Debido a esto, me puse a escribir el texto que iría detrás de la
foto.
Como
en realidad hay muy poca información sobre el Señor Sol Sirio, me
acordé de cuando me estudié todos los interminables libros del
Maestro el Tibetano, que alguito, no mucho, decía por allí. Pasé la
madrugada hojeando cientos de páginas de los libros del Maestro El
Tibetano y algo encontré. Pero lo más sorprendente fue enterarme que
Él decía que el Festival del Señor Sol Sirio para la Nueva Religión
Mundial en la Nueva Era se celebraría el
día
de la “Luna Llena” de Agosto, y consulté cuándo era. Cual sería mi
sorpresa que ese día era la Luna Llena de Agosto y el motivo de
tanta radiación durante la actividad es que sin saberlo, desde los
planos internos, estábamos celebrando ya este Festival Espiritual.

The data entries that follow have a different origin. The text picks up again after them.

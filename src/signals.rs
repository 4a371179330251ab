//! Local severity helpers. None of these make external calls, so none can fail.

use std::collections::{BTreeMap, BTreeSet, HashMap};

use once_cell::sync::Lazy;
use regex::Regex;

use crate::models::{RambleResult, Role};

static WORD: Lazy<Regex> = Lazy::new(|| Regex::new(r"\b\w+\b").expect("valid word regex"));

const FILLER_WORDS: &[&str] = &[
    "um", "uh", "like", "basically", "actually", "literally", "honestly", "right", "okay",
    "so", "well", "yeah",
];

const FILLER_PHRASES: &[&str] = &["you know", "kind of", "sort of", "i mean", "you see"];

const RAMBLE_RATIO_LOW: f64 = 0.03;
const RAMBLE_RATIO_HIGH: f64 = 0.07;
const MAX_REPEATED_PHRASES: usize = 5;

pub fn tokenize(text: &str) -> Vec<String> {
    let lowered = text.to_lowercase();
    WORD.find_iter(&lowered)
        .map(|m| m.as_str().to_string())
        .collect()
}

pub fn analyze_ramble(text: &str) -> RambleResult {
    let words = tokenize(text);
    let total_words = words.len();

    if total_words == 0 {
        return RambleResult::default();
    }

    let single = words
        .iter()
        .filter(|word| FILLER_WORDS.contains(&word.as_str()))
        .count();
    let phrases = words
        .windows(2)
        .filter(|pair| FILLER_PHRASES.contains(&pair.join(" ").as_str()))
        .count();
    let filler_count = single + phrases;
    let filler_ratio = filler_count as f64 / total_words as f64;

    let repeated_phrases = find_repeated_phrases(&words);

    let severity = if filler_ratio >= RAMBLE_RATIO_HIGH || repeated_phrases.len() >= 3 {
        2.0
    } else if filler_ratio >= RAMBLE_RATIO_LOW || !repeated_phrases.is_empty() {
        1.0
    } else {
        0.0
    };

    RambleResult {
        filler_ratio,
        filler_count,
        total_words,
        repeated_phrases,
        severity,
    }
}

/// 2- and 3-word sequences that occur more than once, in first-seen order.
fn find_repeated_phrases(words: &[String]) -> Vec<String> {
    let mut order: Vec<String> = Vec::new();
    let mut counts: HashMap<String, usize> = HashMap::new();

    for n in [2, 3] {
        for chunk in words.windows(n) {
            let phrase = chunk.join(" ");
            let count = counts.entry(phrase.clone()).or_insert(0);
            if *count == 0 {
                order.push(phrase);
            }
            *count += 1;
        }
    }

    order
        .into_iter()
        .filter(|phrase| counts.get(phrase).copied().unwrap_or(0) > 1)
        .take(MAX_REPEATED_PHRASES)
        .collect()
}

pub fn concept_spike_severity(current_terms: usize, previous_avg: f64) -> f64 {
    let baseline = if previous_avg <= 0.0 { 1.0 } else { previous_avg };
    let ratio = current_terms as f64 / baseline;

    if ratio > 2.5 {
        2.0
    } else if ratio > 1.5 {
        1.0
    } else {
        0.0
    }
}

pub fn grounding_gap_severity(ungrounded_terms: usize) -> f64 {
    match ungrounded_terms {
        0 => 0.0,
        1 => 1.0,
        _ => 2.0,
    }
}

pub fn tmb_severity(claims: usize, evidence: usize) -> f64 {
    if claims == 0 {
        0.0
    } else if evidence == 0 {
        2.0
    } else if evidence < claims {
        1.0
    } else {
        0.0
    }
}

#[derive(Debug, Clone, Copy, PartialEq, Eq, PartialOrd, Ord)]
pub enum StructureViolation {
    SolutionBeforeProblem,
    DemoBeforeProblem,
    MetricsBeforeProblem,
    ArchitectureBeforeSolution,
    MetricsWithoutContext,
}

impl StructureViolation {
    pub fn description(self) -> &'static str {
        match self {
            Self::SolutionBeforeProblem => "Solution presented before problem",
            Self::DemoBeforeProblem => "Demo shown before problem explained",
            Self::MetricsBeforeProblem => "Metrics shown before problem context",
            Self::ArchitectureBeforeSolution => "Architecture details before high-level solution",
            Self::MetricsWithoutContext => "Metrics without context or baseline",
        }
    }

    pub fn is_critical(self) -> bool {
        matches!(self, Self::DemoBeforeProblem)
    }

    /// The out-of-place role the violation is charged to.
    pub fn offending_role(self) -> Role {
        match self {
            Self::SolutionBeforeProblem => Role::Solution,
            Self::DemoBeforeProblem => Role::Demo,
            Self::MetricsBeforeProblem | Self::MetricsWithoutContext => Role::Metrics,
            Self::ArchitectureBeforeSolution => Role::Architecture,
        }
    }
}

/// Ordering violations in a role sequence of `(window_id, role)` pairs.
pub fn structure_violations(roles: &[(usize, Role)]) -> BTreeSet<StructureViolation> {
    let mut first_seen: HashMap<Role, usize> = HashMap::new();
    for (window_id, role) in roles {
        first_seen.entry(*role).or_insert(*window_id);
    }

    let mut violations = BTreeSet::new();
    let before = |a: Role, b: Role| match (first_seen.get(&a), first_seen.get(&b)) {
        (Some(a), Some(b)) => a < b,
        _ => false,
    };

    if before(Role::Solution, Role::Problem) {
        violations.insert(StructureViolation::SolutionBeforeProblem);
    }
    if before(Role::Demo, Role::Problem) {
        violations.insert(StructureViolation::DemoBeforeProblem);
    }
    if before(Role::Metrics, Role::Problem) {
        violations.insert(StructureViolation::MetricsBeforeProblem);
    }
    if before(Role::Architecture, Role::Solution) {
        violations.insert(StructureViolation::ArchitectureBeforeSolution);
    }
    if first_seen.contains_key(&Role::Metrics)
        && !first_seen.contains_key(&Role::Problem)
        && !first_seen.contains_key(&Role::UserContext)
    {
        violations.insert(StructureViolation::MetricsWithoutContext);
    }

    violations
}

/// Violations of the whole role sequence, keyed by the first window that
/// plays the offending role.
pub fn attribute_violations(
    roles: &[(usize, Role)],
) -> BTreeMap<usize, Vec<StructureViolation>> {
    let mut charged: BTreeMap<usize, Vec<StructureViolation>> = BTreeMap::new();
    for violation in structure_violations(roles) {
        let culprit = roles
            .iter()
            .find(|(_, role)| *role == violation.offending_role())
            .map(|(window_id, _)| *window_id);
        if let Some(window_id) = culprit {
            charged.entry(window_id).or_default().push(violation);
        }
    }
    charged
}

pub fn structure_severity<'a>(violations: impl IntoIterator<Item = &'a StructureViolation>) -> f64 {
    let violations: Vec<_> = violations.into_iter().collect();
    match violations.as_slice() {
        [] => 0.0,
        [single] if !single.is_critical() => 1.0,
        _ => 2.0,
    }
}

#[cfg(test)]
mod tests {
    use super::*;

    #[test]
    fn filler_heavy_text_rambles() {
        let result = analyze_ramble(
            "Um, so like, you know, we basically, um, built this thing, like, you know what I mean?",
        );
        assert_eq!(result.total_words, 17);
        assert!(result.filler_ratio > RAMBLE_RATIO_HIGH);
        assert_eq!(result.severity, 2.0);
    }

    #[test]
    fn dense_text_does_not_ramble() {
        let result = analyze_ramble("Retrieval augmented generation combines search with a language model.");
        assert_eq!(result.filler_count, 0);
        assert!(result.repeated_phrases.is_empty());
        assert_eq!(result.severity, 0.0);
    }

    #[test]
    fn empty_text_has_zero_ramble() {
        assert_eq!(analyze_ramble("   "), RambleResult::default());
    }

    #[test]
    fn repeated_phrases_are_detected_in_order() {
        let words = tokenize("the cache layer the cache layer again");
        let repeated = find_repeated_phrases(&words);
        assert_eq!(repeated, vec!["the cache", "cache layer", "the cache layer"]);
    }

    #[test]
    fn concept_spike_uses_ratio_to_history() {
        assert_eq!(concept_spike_severity(5, 2.0), 1.0);
        assert_eq!(concept_spike_severity(6, 2.0), 2.0);
        assert_eq!(concept_spike_severity(3, 2.0), 0.0);
        assert_eq!(concept_spike_severity(3, 0.0), 2.0);
    }

    #[test]
    fn tmb_needs_evidence_for_each_claim() {
        assert_eq!(tmb_severity(0, 0), 0.0);
        assert_eq!(tmb_severity(2, 0), 2.0);
        assert_eq!(tmb_severity(2, 1), 1.0);
        assert_eq!(tmb_severity(2, 2), 0.0);
    }

    #[test]
    fn demo_before_problem_is_critical() {
        let roles = vec![(0, Role::Demo), (1, Role::Solution), (2, Role::Problem)];
        let violations = structure_violations(&roles);
        assert!(violations.contains(&StructureViolation::DemoBeforeProblem));
        assert!(violations.contains(&StructureViolation::SolutionBeforeProblem));
        assert_eq!(structure_severity(&violations), 2.0);

        let only_demo = [StructureViolation::DemoBeforeProblem];
        assert_eq!(structure_severity(&only_demo), 2.0);
    }

    #[test]
    fn metrics_without_context_is_a_single_violation() {
        let roles = vec![(0, Role::Hook), (1, Role::Metrics)];
        let violations = structure_violations(&roles);
        assert_eq!(
            violations.into_iter().collect::<Vec<_>>(),
            vec![StructureViolation::MetricsWithoutContext]
        );
        assert_eq!(
            structure_severity(&[StructureViolation::MetricsWithoutContext]),
            1.0
        );
    }

    #[test]
    fn violations_are_charged_to_the_out_of_place_window() {
        let roles = vec![(0, Role::Demo), (1, Role::Problem)];
        let charged = attribute_violations(&roles);
        assert_eq!(
            charged.into_iter().collect::<Vec<_>>(),
            vec![(0, vec![StructureViolation::DemoBeforeProblem])]
        );

        let roles = vec![
            (0, Role::Hook),
            (1, Role::Architecture),
            (2, Role::Metrics),
            (3, Role::Solution),
            (4, Role::Problem),
        ];
        let charged = attribute_violations(&roles);
        assert_eq!(charged[&1], vec![StructureViolation::ArchitectureBeforeSolution]);
        assert_eq!(charged[&2], vec![StructureViolation::MetricsBeforeProblem]);
        assert_eq!(charged[&3], vec![StructureViolation::SolutionBeforeProblem]);
        assert!(!charged.contains_key(&4));
    }

    #[test]
    fn well_ordered_pitch_has_no_violations() {
        let roles = vec![
            (0, Role::Problem),
            (1, Role::Solution),
            (2, Role::Demo),
            (3, Role::Metrics),
        ];
        assert!(structure_violations(&roles).is_empty());
    }
}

Los tres días previos de decretos, audición de llaves tonales y
silencio durante las charlas había servido de preparación para el
público asistente.
Pero eso no fue todo.
El
Maestro El Tibetano dice que la radiación del Señor Sirio se percibe
es, estando en el Plano Mental Cósmico y sólo la pueden captar los
que hayan obtenido la Tercera Iniciación. No por casualidad, desde
hacía un año, con el Grupo de Caracas, durante largas semanas los
había entrenado en los preceptos y práctica de este grado iniciático
con el “Libro de los Preceptos de Oro” en las pautas indicadas para
este logro. Incluso publicamos el libro conteniendo estas
explicaciones. Y si bien no iba a creer que el grupo tuviera esta
iniciación, al menos el alcance lo conocían.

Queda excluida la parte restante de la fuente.